Everything is pretty simple here. Main tree type has chunk_size and a root_node, which is of node type. Each individual node of this tree carries a chunk of information (of size determined in tree type), some flags (has_left_child and has_right_child) and then calls itself again to parse either left or right child nodes for current node if they exist, according to the flags.

The only problem is how to access chunk_size in each node. You can’t access tree object starting from _root here, as there could be many different trees in our file, so you need to access current one. Using _parent directly is just impossible. True, given that node type is used both by tree and node itself, it got two different parents, so Kaitai Struct compiler downgrades node’s parent type to KaitaiStruct, thus trying to access _parent.chunk_size would result in a compile-time error.

TODO: add more about the error

This situation can be resolved easily by using parent overriding. We modify our code this way:

types:
  tree:
    seq:
      - id: chunk_size
        type: u4
      - id: root_node
        type: node
  node:
    seq:
      - id: chunk
        size: _parent.chunk_size # <= now one can access `tree` with _parent
      - id: has_left_child
        type: u1
      - id: has_right_child
        type: u1
      - id: left_child
        type: node
        parent: _parent # <= override parent to be be parent's parent
        if: has_left_child != 0
      - id: right_child
        type: node
        parent: _parent # <= override parent here too
        if: has_right_child != 0

We’ve changed only three lines. We’ve enforced parent of the node in left_child and right_child attributes to be passed as _parent, not this. This, effectively, continues passing reference to original node’s parent, which is a tree type object, over and over the whole recursive structure. This way one can access structure’s root by just using _parent. Naturally, we’ve done exactly that to get ourselves chunk_size by just using size: _parent.chunk_size.

6.3.2. Omitting parent

In some cases, you’d rather want some object to don’t have any parent at all. Primary use case for that is to make sure that some instantiation it does not affect parent type. In many cases, resorting to this method is a sign that you need to stop and rethink your design, but for some formats, it’s unavoidable and in fact simplifies things a lot.

To omit parent (i.e. pass null reference or something similar as a parent in one particular case), use parent: false.

Note

Language design explanation: while it might seem logical to specify parent: null, there are two catches:

  • KSY is a YAML-based language, and YAML treats parent: null as literally null value, i.e. totally the same as parent:. So, just to allow passing solitary null to as a value, you’d need to wrap it into quotes: parent: 'null'. This would be very awkward for beginners, as we can’t even generate a good error message here, as we can’t distinguish these two.

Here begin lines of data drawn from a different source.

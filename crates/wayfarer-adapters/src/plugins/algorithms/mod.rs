//! Graph algorithms for Wayfarer.
//!
//! Every algorithm is a pure function over a caller-supplied
//! [`GraphSnapshot`](wayfarer_core::GraphSnapshot). Each call builds its own
//! adjacency index and working state, so concurrent calls over the same
//! snapshot need no locking.
//!
//! ## Algorithm Categories
//!
//! - [`dijkstra`] - Shortest path over non-negative integer weights
//! - [`astar()`] - Coordinate-guided A*, delegating to Dijkstra when it cannot run
//! - [`k_shortest_paths`] - Yen's k shortest loopless paths
//!
//! ## Usage
//!
//! ```
//! use wayfarer_adapters::plugins::algorithms::dijkstra;
//! use wayfarer_common::types::{EdgeId, NodeId};
//! use wayfarer_core::{Edge, GraphSnapshot};
//!
//! let n = NodeId::new;
//! let snapshot = GraphSnapshot::from_edges([
//!     Edge::weighted(EdgeId::new(0), n(1), n(2), 100),
//!     Edge::weighted(EdgeId::new(1), n(1), n(3), 1),
//!     Edge::weighted(EdgeId::new(2), n(3), n(2), 1),
//! ])?;
//!
//! let path = dijkstra(&snapshot, n(1), n(2));
//! assert_eq!(path.nodes, vec![n(1), n(3), n(2)]);
//! assert_eq!(path.total_weight, 2);
//! # Ok::<(), wayfarer_common::Error>(())
//! ```

mod astar;
mod k_shortest;
mod path;
mod shortest_path;
mod traits;

// Core traits
pub use traits::{MinScored, Score};

// Results
pub use path::{KShortestPaths, NO_PATH_WEIGHT, PathResult};

// Shortest path algorithms
pub use astar::{AStarResult, Heuristic, astar};
pub use k_shortest::k_shortest_paths;
pub use shortest_path::{Exclusions, dijkstra, dijkstra_indexed};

  • Omitting parent is actually a special case, not just a matter of passing null. In fact, some languages do not have a concept of null, or do not allow passing null as an object reference, so we need to treat it distinctly anyway, and emphasize that.

TODO: an example where omitting the parent comes useful

7. Common pitfalls

This section illustrates problems that are encountered frequently by beginner Kaitai Struct users.

7.1. Specifying size creates a substream

TODO

7.2. Applying process without a size

In any cases, size of the data to process must be defined (either with size: …​ or with size-eos: true), i.e. this is legal (without process - size takes will be determined by some_body_type, reading normally from a stream):

seq:
  - id: body
    type: some_body_type

And this is not:

seq:
  - id: body
    process: xor(0xaa)
    type: some_body_type
    # will not compile - lacks size

This is because most processing algorithms require to know size of data to process beforehand, and final size of some_body_type might be determined only in run-time, after parsing took place.